Marketing literature of the 1950s saw two roles for marketing in economic development – raising the aspiration levels of the people and meeting those aspirations through targetting, positioning, product design, pricing and other mechanisms. But given the gap between marketing theory and practice, have marketers actually contributed to the dipping of the aspirations of the poor from income generating options to those that are more expenditure oriented? What kind of value systems and lifestyle products are being projected through marketing communications? Are marketers taking into consideration the changing social scenario and the different categories of the poor, each with its own problems and aspirations? Prescribing the 2i + 3p approach to the BoP, Prof M Jha of IIMB stresses the right kinds of investment and innovation in building infrastructure – more polytechnics than institutes of technology, the all-purpose, economical ‘maruta’ rather than the expensive Maruti. Marketers must have perseverance and patience, and rid themselves of the scaling- returns-viability mindset and build the right kinds of partnerships.

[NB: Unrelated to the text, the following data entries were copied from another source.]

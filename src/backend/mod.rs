//! Backend: the declared interface to the external auth + database service.
//!
//! SYSTEM CONTEXT
//! ==============
//! The facade never talks HTTP directly. It calls a [`Backend`], which is
//! the opaque service as seen from this side: GoTrue-style auth endpoints and
//! a PostgREST-style `todos` table. [`http::HttpBackend`] is the production
//! implementation; tests substitute an in-memory one.
//!
//! Every call is a single attempt. Access tokens are passed explicitly so an
//! implementation holds no session state of its own.

pub mod http;
#[cfg(test)]
pub(crate) mod memory;

use uuid::Uuid;

use crate::error::{AuthError, DataError};
use crate::types::{Identifier, Metadata, NewTodo, Session, SignUpOutcome, Todo, User};

#[async_trait::async_trait]
pub trait Backend: Send + Sync {
    /// Create an account with a password.
    async fn sign_up(
        &self,
        identifier: &Identifier,
        password: &str,
        metadata: &Metadata,
    ) -> Result<SignUpOutcome, AuthError>;

    /// Create an anonymous account and session.
    async fn sign_up_anonymous(&self, metadata: &Metadata) -> Result<Session, AuthError>;

    /// Password grant.
    async fn sign_in_with_password(&self, identifier: &Identifier, password: &str) -> Result<Session, AuthError>;

    /// Send a one-time code to a phone number.
    async fn send_otp(&self, phone: &str) -> Result<(), AuthError>;

    /// Exchange a one-time code for a session.
    async fn verify_otp(&self, phone: &str, code: &str) -> Result<Session, AuthError>;

    /// Refresh-token grant.
    async fn refresh_session(&self, refresh_token: &str) -> Result<Session, AuthError>;

    /// Revoke the session behind `access_token`. A token the service no
    /// longer recognizes counts as already signed out.
    async fn sign_out(&self, access_token: &str) -> Result<(), AuthError>;

    /// Resolve `access_token` to its user.
    async fn get_user(&self, access_token: &str) -> Result<User, AuthError>;

    /// Start the out-of-band password-reset flow for `email`.
    async fn recover_password(&self, email: &str, redirect_to: Option<&str>) -> Result<(), AuthError>;

    /// Rows owned by `user_id`, newest first.
    async fn select_todos(&self, access_token: &str, user_id: Uuid) -> Result<Vec<Todo>, DataError>;

    /// Insert one row and return it as stored.
    async fn insert_todo(&self, access_token: &str, todo: &NewTodo) -> Result<Todo, DataError>;

    /// Set `completed` on the row matching both `id` and `user_id`. Returns the
    /// updated rows (empty when nothing matched).
    async fn update_todo(
        &self,
        access_token: &str,
        id: i64,
        user_id: Uuid,
        completed: bool,
    ) -> Result<Vec<Todo>, DataError>;

    /// Delete the row matching both `id` and `user_id`. Returns the deleted
    /// rows (empty when nothing matched).
    async fn delete_todo(&self, access_token: &str, id: i64, user_id: Uuid) -> Result<Vec<Todo>, DataError>;
}
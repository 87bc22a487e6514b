//! Account and session operations.

use crate::error::AuthError;
use crate::session::AuthEvent;
use crate::types::{Metadata, Session, SignUpOutcome, User};
use crate::validation::{normalize_email, normalize_phone, parse_identifier, validate_otp_code, validate_password_length};

use super::Client;

impl Client {
    /// Create an account for an email address or phone number.
    ///
    /// When the backend confirms accounts automatically the returned outcome
    /// carries a session, which becomes the current one.
    ///
    /// # Errors
    ///
    /// `MalformedIdentifier` or `Validation` before any network call;
    /// `AlreadyRegistered` and the other backend kinds after.
    pub async fn sign_up(
        &self,
        identifier: &str,
        secret: &str,
        metadata: Option<Metadata>,
    ) -> Result<SignUpOutcome, AuthError> {
        let identifier = parse_identifier(identifier)?;
        validate_password_length(secret)?;
        let metadata = metadata.unwrap_or_default();

        let outcome = self.backend.sign_up(&identifier, secret, &metadata).await?;
        tracing::info!(
            user_id = %outcome.user.id,
            confirmed = !outcome.requires_confirmation(),
            "account created"
        );
        if let Some(session) = &outcome.session {
            self.session.set(session.clone(), AuthEvent::SignedIn);
        }
        Ok(outcome)
    }

    /// Password sign-in with an email address or phone number.
    ///
    /// # Errors
    ///
    /// `InvalidCredentials`, `UnconfirmedAccount` and `MalformedIdentifier`
    /// are reported as distinct kinds.
    pub async fn sign_in(&self, identifier: &str, secret: &str) -> Result<Session, AuthError> {
        let identifier = parse_identifier(identifier)?;
        if secret.is_empty() {
            return Err(AuthError::Validation("Password must not be empty".to_owned()));
        }
        let session = self.backend.sign_in_with_password(&identifier, secret).await?;
        tracing::info!(user_id = %session.user_id(), "signed in");
        self.session.set(session.clone(), AuthEvent::SignedIn);
        Ok(session)
    }

    /// # Errors
    ///
    /// Backend failures only; anonymous sign-in has no local input to check.
    pub async fn sign_in_anonymously(&self, metadata: Option<Metadata>) -> Result<Session, AuthError> {
        let session = self.backend.sign_up_anonymous(&metadata.unwrap_or_default()).await?;
        tracing::info!(user_id = %session.user_id(), "signed in anonymously");
        self.session.set(session.clone(), AuthEvent::SignedIn);
        Ok(session)
    }

    /// Send a one-time sign-in code by SMS. Creates the account on first use.
    ///
    /// # Errors
    ///
    /// `MalformedIdentifier` for an unusable number, else backend failures.
    pub async fn sign_in_with_otp(&self, phone: &str) -> Result<(), AuthError> {
        let phone = normalize_phone(phone).ok_or_else(|| AuthError::MalformedIdentifier(phone.to_owned()))?;
        self.backend.send_otp(&phone).await?;
        tracing::info!("one-time code sent");
        Ok(())
    }

    /// Complete the phone flow started by [`Client::sign_in_with_otp`].
    ///
    /// # Errors
    ///
    /// `Validation` for a malformed code, `InvalidCredentials` for a wrong or
    /// expired one.
    pub async fn verify_otp(&self, phone: &str, code: &str) -> Result<Session, AuthError> {
        let phone = normalize_phone(phone).ok_or_else(|| AuthError::MalformedIdentifier(phone.to_owned()))?;
        let code = validate_otp_code(code)?;
        let session = self.backend.verify_otp(&phone, &code).await?;
        tracing::info!(user_id = %session.user_id(), "signed in with one-time code");
        self.session.set(session.clone(), AuthEvent::SignedIn);
        Ok(session)
    }

    /// End the current session. Idempotent.
    ///
    /// The local session is dropped whatever the backend answers.
    ///
    /// # Errors
    ///
    /// The backend failure, after local state has been cleared.
    pub async fn sign_out(&self) -> Result<(), AuthError> {
        let Some(session) = self.session.get() else {
            return Ok(());
        };
        let result = self.backend.sign_out(&session.access_token).await;
        self.session.clear();
        match &result {
            Ok(()) => tracing::info!(user_id = %session.user_id(), "signed out"),
            Err(e) => tracing::warn!(user_id = %session.user_id(), error = %e, "sign-out not confirmed by backend"),
        }
        result
    }

    /// The signed-in user as the backend currently sees it, or `None`.
    ///
    /// A token the backend rejects clears the session. When the backend cannot
    /// be reached the user from the held session is returned.
    pub async fn get_current_user(&self) -> Option<User> {
        let session = match self.active_session().await {
            Ok(Some(session)) => session,
            Ok(None) => return None,
            Err(AuthError::Unavailable(_)) => return self.session.get().map(|s| s.user),
            Err(_) => return None,
        };
        match self.backend.get_user(&session.access_token).await {
            Ok(user) => Some(user),
            Err(AuthError::Unavailable(reason)) => {
                tracing::warn!(%reason, "user lookup unavailable; using cached user");
                Some(session.user)
            }
            Err(e) => {
                tracing::info!(user_id = %session.user_id(), error = %e, "session rejected; dropping");
                self.session.clear();
                None
            }
        }
    }

    /// Start the password-reset email flow.
    ///
    /// `redirect_to` overrides the configured `<site>/reset-password` link.
    /// Backend rejections are logged and swallowed so the caller cannot tell
    /// whether the account exists.
    ///
    /// # Errors
    ///
    /// `MalformedIdentifier` for an unusable address, `Unavailable` when the
    /// backend cannot be reached.
    pub async fn reset_password(&self, email: &str, redirect_to: Option<&str>) -> Result<(), AuthError> {
        let email = normalize_email(email).ok_or_else(|| AuthError::MalformedIdentifier(email.to_owned()))?;
        let redirect = redirect_to.map(str::to_owned).or_else(|| self.config.password_reset_redirect());
        match self.backend.recover_password(&email, redirect.as_deref()).await {
            Ok(()) => {
                tracing::info!("password reset requested");
                Ok(())
            }
            Err(e @ (AuthError::Unavailable(_) | AuthError::Misconfiguration(_))) => Err(e),
            Err(e) => {
                tracing::info!(error = %e, "password reset rejected by backend");
                Ok(())
            }
        }
    }

    /// Exchange the refresh token for a new session now.
    ///
    /// # Errors
    ///
    /// `NoSession` when nothing is held. A rejected refresh also drops the
    /// session.
    pub async fn refresh_session(&self) -> Result<Session, AuthError> {
        let session = self.session.get().ok_or(AuthError::NoSession)?;
        self.refresh_with(&session).await
    }
}

#[cfg(test)]
#[path = "auth_test.rs"]
mod tests;
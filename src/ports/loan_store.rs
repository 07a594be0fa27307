use crate::domain::{BorrowerId, TitleId, loan::Loan};
use async_trait::async_trait;

use super::Result;

/// 貸出レコードストアポート（読み取り専用）
///
/// 貸出記録の作成・終了は`LendingTransaction`を経由する。
#[async_trait]
pub trait LoanStore: Send + Sync {
    /// 全貸出履歴を貸出日時の降順で返す
    async fn list_history(&self) -> Result<Vec<Loan>>;

    /// 借り手の貸出履歴を貸出日時の降順で返す
    async fn find_by_borrower(&self, borrower_id: BorrowerId) -> Result<Vec<Loan>>;

    /// タイトルの貸出中の記録を返す
    async fn find_open_by_title(&self, title_id: TitleId) -> Result<Vec<Loan>>;
}
use crate::domain::{
    Isbn, TitleId,
    catalog::{Pagination, TitleFilter},
    title::Title,
};
use crate::ports::{Result, TitleStore as TitleStoreTrait};
use async_trait::async_trait;
use sqlx::PgPool;

use super::rows::{TITLE_COLUMNS, contains_pattern, count_to_db, map_row_to_title};

/// PostgreSQL implementation of TitleStore
///
/// Reads here take no lock. Counter updates go through `PostgresUnitOfWork`.
pub struct TitleStore {
    pool: PgPool,
}

impl TitleStore {
    /// Create a new TitleStore with a PostgreSQL connection pool
    pub fn new(pool: PgPool) -> Self {
        Self { pool }
    }
}

#[async_trait]
impl TitleStoreTrait for TitleStore {
    /// Insert a title, relying on the unique ISBN constraint
    ///
    /// `ON CONFLICT DO NOTHING` makes the duplicate check atomic with the insert.
    async fn insert(&self, title: &Title) -> Result<bool> {
        let result = sqlx::query(
            r#"
            INSERT INTO titles (
                id,
                isbn,
                author,
                title,
                publication_year,
                total_copies,
                available_copies,
                cover_image,
                created_at,
                updated_at
            )
            VALUES ($1, $2, $3, $4, $5, $6, $7, $8, $9, $10)
            ON CONFLICT (isbn) DO NOTHING
            "#,
        )
        .bind(title.id.value())
        .bind(title.isbn.as_str())
        .bind(&title.author)
        .bind(&title.title)
        .bind(title.publication_year)
        .bind(count_to_db(title.total_copies)?)
        .bind(count_to_db(title.available_copies)?)
        .bind(title.cover_image.as_ref().map(|c| c.as_str()))
        .bind(title.created_at)
        .bind(title.updated_at)
        .execute(&self.pool)
        .await?;

        Ok(result.rows_affected() == 1)
    }

    async fn get_by_id(&self, title_id: TitleId) -> Result<Option<Title>> {
        let sql = format!("SELECT {TITLE_COLUMNS} FROM titles WHERE id = $1");
        let row = sqlx::query(&sql)
            .bind(title_id.value())
            .fetch_optional(&self.pool)
            .await?;

        row.as_ref().map(map_row_to_title).transpose()
    }

    async fn find_by_isbn(&self, isbn: &Isbn) -> Result<Option<Title>> {
        let sql = format!("SELECT {TITLE_COLUMNS} FROM titles WHERE isbn = $1");
        let row = sqlx::query(&sql)
            .bind(isbn.as_str())
            .fetch_optional(&self.pool)
            .await?;

        row.as_ref().map(map_row_to_title).transpose()
    }

    /// Case-insensitive substring search with offset pagination
    ///
    /// The page and the total count are read by two separate statements,
    /// so they may disagree slightly under concurrent writes.
    async fn search(
        &self,
        filter: &TitleFilter,
        pagination: Pagination,
    ) -> Result<(Vec<Title>, u64)> {
        let title_pattern = filter.title.as_deref().map(contains_pattern);
        let author_pattern = filter.author.as_deref().map(contains_pattern);

        let total: i64 = sqlx::query_scalar(
            r#"
            SELECT COUNT(*)
            FROM titles
            WHERE ($1::text IS NULL OR title ILIKE $1)
              AND ($2::text IS NULL OR author ILIKE $2)
            "#,
        )
        .bind(title_pattern.as_deref())
        .bind(author_pattern.as_deref())
        .fetch_one(&self.pool)
        .await?;

        let sql = format!(
            r#"
            SELECT {TITLE_COLUMNS}
            FROM titles
            WHERE ($1::text IS NULL OR title ILIKE $1)
              AND ($2::text IS NULL OR author ILIKE $2)
            ORDER BY title ASC, id ASC
            LIMIT $3 OFFSET $4
            "#
        );
        let rows = sqlx::query(&sql)
            .bind(title_pattern.as_deref())
            .bind(author_pattern.as_deref())
            .bind(i64::from(pagination.limit()))
            .bind(i64::try_from(pagination.offset())?)
            .fetch_all(&self.pool)
            .await?;

        let items = rows.iter().map(map_row_to_title).collect::<Result<Vec<_>>>()?;
        Ok((items, u64::try_from(total)?))
    }
}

The post-globalisation enthusiasm for BoP must be seen in context, and must not be hyped up, cautions Prof NCB Nath of the Foundation to Aid Industrial Recovery, Bangalore. Markets for the poor have long existed but Indian industry did not pay attention to them as production capacities were restricted and premium marketing was the best way of optimising what was available. Post liberalisation, when capacity limitations were removed, the policy shifted towards creating competitive advantage. However, when market share battles became bloody, marketers thought of expanding thin markets. But cultivating edge markets requires a shift from the transaction mindset to relationship, which extends over time, often a lifetime. The three models of BoP marketing — businesses, NGOs and the state – must re-examine their motives and be clear about their purposes.